Sub Section 5.2 says that, ‘A residential property won’t be deemed to be a relevant residential property where the property has been vacated by the liable person for a period less than 12 months.’
“It doesn’t specify if that period is one day, or one hour – it just says less than 12 months – and where a GP is satisfied that that person is unlikely to resume occupation of that property, provided that the property is not occupied by another person.

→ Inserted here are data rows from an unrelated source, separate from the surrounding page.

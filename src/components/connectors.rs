use bracket_model::{Bracket, Side};
use serde::Serialize;
use std::collections::HashMap;
use std::fmt::Write as _;

// ---------------------------------------------------------------------------
// Screen-space inputs
// ---------------------------------------------------------------------------

/// On-screen (post-scale) rectangle of one match box, relative to the
/// content origin. The host measures these after positions and scale have
/// been applied.
#[derive(Debug, Clone, Copy, PartialEq)]
pub struct ScreenRect {
    pub left: f64,
    pub top: f64,
    pub width: f64,
    pub height: f64,
}

impl ScreenRect {
    pub fn right(&self) -> f64 {
        self.left + self.width
    }

    pub fn y_center(&self) -> f64 {
        self.top + self.height / 2.0
    }
}

// ---------------------------------------------------------------------------
// ElbowPath / ConnectorLayer
// ---------------------------------------------------------------------------

/// One orthogonal connector in the diagram's intrinsic (unscaled) coordinate
/// space: horizontal to the midpoint, vertical to the destination's level,
/// horizontal into the destination. Never diagonal.
#[derive(Debug, Clone, Copy, PartialEq, Serialize)]
pub struct ElbowPath {
    pub src_x: f64,
    pub src_y: f64,
    pub mid_x: f64,
    pub dst_x: f64,
    pub dst_y: f64,
}

impl ElbowPath {
    /// SVG path data for this connector: `M src H mid V dst H dst`.
    pub fn to_path_data(&self) -> String {
        let mut d = String::new();
        // Writing to a String cannot fail.
        let _ = write!(
            d,
            "M {} {} H {} V {} H {}",
            self.src_x, self.src_y, self.mid_x, self.dst_y, self.dst_x
        );
        d
    }
}

/// Output of the connector pass. Each invocation produces a complete fresh
/// layer — the host replaces whatever was drawn before, which makes the pass
/// idempotent. `width`/`height` are the content's full unscaled scroll
/// dimensions: the drawing surface is not affected by the transform applied
/// to its container, so it is sized in the same intrinsic units the
/// container's natural geometry uses (and connectors are never clipped).
#[derive(Debug, Clone, PartialEq, Serialize)]
pub struct ConnectorLayer {
    pub width: f64,
    pub height: f64,
    pub paths: Vec<ElbowPath>,
}

impl ConnectorLayer {
    /// Draw a connector from every match with a resolvable `next_match_id`
    /// to its successor.
    ///
    /// All measurement happens in on-screen pixel space and is divided by
    /// the active `scale` to get back to intrinsic coordinates. Edge choice:
    /// the right half visually runs right-to-left toward the center, so its
    /// matches exit their LEFT edge and enter the destination's RIGHT edge;
    /// everything else (left half, and any inbound edge into the final)
    /// exits right and enters left.
    ///
    /// A match whose target does not resolve — the final, or inconsistent
    /// data — is simply skipped.
    pub fn compute(
        bracket: &Bracket,
        rects: &HashMap<String, ScreenRect>,
        scale: f64,
        surface_width: f64,
        surface_height: f64,
    ) -> Self {
        let mut paths = Vec::new();

        for node in &bracket.matches {
            let Some(next_id) = node.next_match_id.as_deref() else {
                continue;
            };
            let (Some(src), Some(dst)) = (rects.get(&node.match_id), rects.get(next_id))
            else {
                continue;
            };

            let src_y = src.y_center() / scale;
            let dst_y = dst.y_center() / scale;

            let (src_x, dst_x) = if node.side == Side::Right {
                (src.left / scale, dst.right() / scale)
            } else {
                (src.right() / scale, dst.left / scale)
            };

            paths.push(ElbowPath {
                src_x,
                src_y,
                mid_x: (src_x + dst_x) / 2.0,
                dst_x,
                dst_y,
            });
        }

        Self {
            width: surface_width,
            height: surface_height,
            paths,
        }
    }
}

// ---------------------------------------------------------------------------
// Unit tests
// ---------------------------------------------------------------------------

#[cfg(test)]
mod tests {
    use super::*;
    use bracket_model::MatchNode;

    fn node(id: &str, side: Side, next: Option<&str>) -> MatchNode {
        MatchNode {
            match_id: id.to_string(),
            round: 1,
            position: 1,
            side,
            next_match_id: next.map(str::to_string),
        }
    }

    fn rect(left: f64, top: f64) -> ScreenRect {
        ScreenRect { left, top, width: 100.0, height: 48.0 }
    }

    fn two_match_bracket(side: Side) -> (Bracket, HashMap<String, ScreenRect>) {
        let bracket = Bracket {
            num_rounds: 2,
            matches: vec![node("src", side, Some("dst")), node("dst", Side::Final, None)],
        };
        let mut rects = HashMap::new();
        // Left half flows left-to-right; mirror the x order for the right half.
        if side == Side::Right {
            rects.insert("src".to_string(), rect(400.0, 0.0));
            rects.insert("dst".to_string(), rect(200.0, 100.0));
        } else {
            rects.insert("src".to_string(), rect(0.0, 0.0));
            rects.insert("dst".to_string(), rect(200.0, 100.0));
        }
        (bracket, rects)
    }

    #[test]
    fn test_left_side_exits_right_edge_enters_left_edge() {
        let (bracket, rects) = two_match_bracket(Side::Left);
        let layer = ConnectorLayer::compute(&bracket, &rects, 1.0, 800.0, 600.0);
        assert_eq!(layer.paths.len(), 1);
        let p = layer.paths[0];
        assert_eq!(p.src_x, 100.0); // src right edge
        assert_eq!(p.dst_x, 200.0); // dst left edge
        assert_eq!(p.src_y, 24.0);
        assert_eq!(p.dst_y, 124.0);
        assert_eq!(p.mid_x, 150.0);
    }

    #[test]
    fn test_right_side_exits_left_edge_enters_right_edge() {
        let (bracket, rects) = two_match_bracket(Side::Right);
        let layer = ConnectorLayer::compute(&bracket, &rects, 1.0, 800.0, 600.0);
        let p = layer.paths[0];
        assert_eq!(p.src_x, 400.0); // src left edge
        assert_eq!(p.dst_x, 300.0); // dst right edge
        assert_eq!(p.mid_x, 350.0);
    }

    #[test]
    fn test_unscaled_endpoints_invariant_to_scale() {
        // Measuring at scale s and dividing back must reproduce the same
        // logical endpoints for any s.
        let (bracket, base_rects) = two_match_bracket(Side::Left);
        let reference = ConnectorLayer::compute(&bracket, &base_rects, 1.0, 800.0, 600.0);

        for scale in [0.25, 0.5, 2.0] {
            let scaled: HashMap<String, ScreenRect> = base_rects
                .iter()
                .map(|(id, r)| {
                    (
                        id.clone(),
                        ScreenRect {
                            left: r.left * scale,
                            top: r.top * scale,
                            width: r.width * scale,
                            height: r.height * scale,
                        },
                    )
                })
                .collect();
            let layer = ConnectorLayer::compute(&bracket, &scaled, scale, 800.0, 600.0);
            assert_eq!(layer.paths, reference.paths, "scale={scale}");
        }

        // Non-dyadic scale: endpoints match within float tolerance.
        let scale = 0.8;
        let scaled: HashMap<String, ScreenRect> = base_rects
            .iter()
            .map(|(id, r)| {
                (
                    id.clone(),
                    ScreenRect {
                        left: r.left * scale,
                        top: r.top * scale,
                        width: r.width * scale,
                        height: r.height * scale,
                    },
                )
            })
            .collect();
        let layer = ConnectorLayer::compute(&bracket, &scaled, scale, 800.0, 600.0);
        for (got, want) in layer.paths.iter().zip(&reference.paths) {
            for (a, b) in [
                (got.src_x, want.src_x),
                (got.src_y, want.src_y),
                (got.mid_x, want.mid_x),
                (got.dst_x, want.dst_x),
                (got.dst_y, want.dst_y),
            ] {
                assert!((a - b).abs() < 1e-9, "scale={scale}: {a} vs {b}");
            }
        }
    }

    #[test]
    fn test_final_sources_no_connector() {
        let (bracket, rects) = two_match_bracket(Side::Left);
        let layer = ConnectorLayer::compute(&bracket, &rects, 1.0, 800.0, 600.0);
        // Only src → dst; the final ("dst") has no next_match_id.
        assert_eq!(layer.paths.len(), 1);
    }

    #[test]
    fn test_unresolvable_target_is_skipped() {
        let bracket = Bracket {
            num_rounds: 2,
            matches: vec![node("src", Side::Left, Some("ghost"))],
        };
        let mut rects = HashMap::new();
        rects.insert("src".to_string(), rect(0.0, 0.0));
        let layer = ConnectorLayer::compute(&bracket, &rects, 1.0, 800.0, 600.0);
        assert!(layer.paths.is_empty());
    }

    #[test]
    fn test_surface_uses_unscaled_scroll_dimensions() {
        let (bracket, rects) = two_match_bracket(Side::Left);
        let layer = ConnectorLayer::compute(&bracket, &rects, 0.5, 1200.0, 900.0);
        assert_eq!(layer.width, 1200.0);
        assert_eq!(layer.height, 900.0);
    }

    #[test]
    fn test_path_data_format() {
        let p = ElbowPath { src_x: 100.0, src_y: 24.0, mid_x: 150.0, dst_x: 200.0, dst_y: 124.0 };
        assert_eq!(p.to_path_data(), "M 100 24 H 150 V 124 H 200");
    }

    #[test]
    fn test_recompute_replaces_previous_layer() {
        // Two invocations with the same inputs produce identical layers; the
        // host swaps the whole layer, so nothing accumulates.
        let (bracket, rects) = two_match_bracket(Side::Left);
        let a = ConnectorLayer::compute(&bracket, &rects, 1.0, 800.0, 600.0);
        let b = ConnectorLayer::compute(&bracket, &rects, 1.0, 800.0, 600.0);
        assert_eq!(a, b);
    }
}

It’s an interpretation of this section, because it’s very loose, because the rest of the section is in terms of a person who has a long term mental or physical infirmity, which is Section 5.2A Sub Section 1, but there’s no link between Sub Section 1 and Sub Section 2 – so you can read Sub Section 2 in its entirety as a stand-alone sub section.3
So, therefore, if somebody sells their property tomorrow and goes to their doctor and says, ‘I’ve sold my property, I’ve given my keys to them, I’ve got the money in my bank account, I’m never going to live there again.’ – and their doctor is satisfied that that is the case, and that the new owner hasn’t immediately resumed occupation of the property – say a couple of days’ grace, moving stuff out, or builders, or whatever, their GP, if they certify that that person won’t be resuming occupation, that person has complied with Section 5.2A, Sub Section 2, that the property is not going to be a relevant residential property and therefore, they are not liable for the tax.”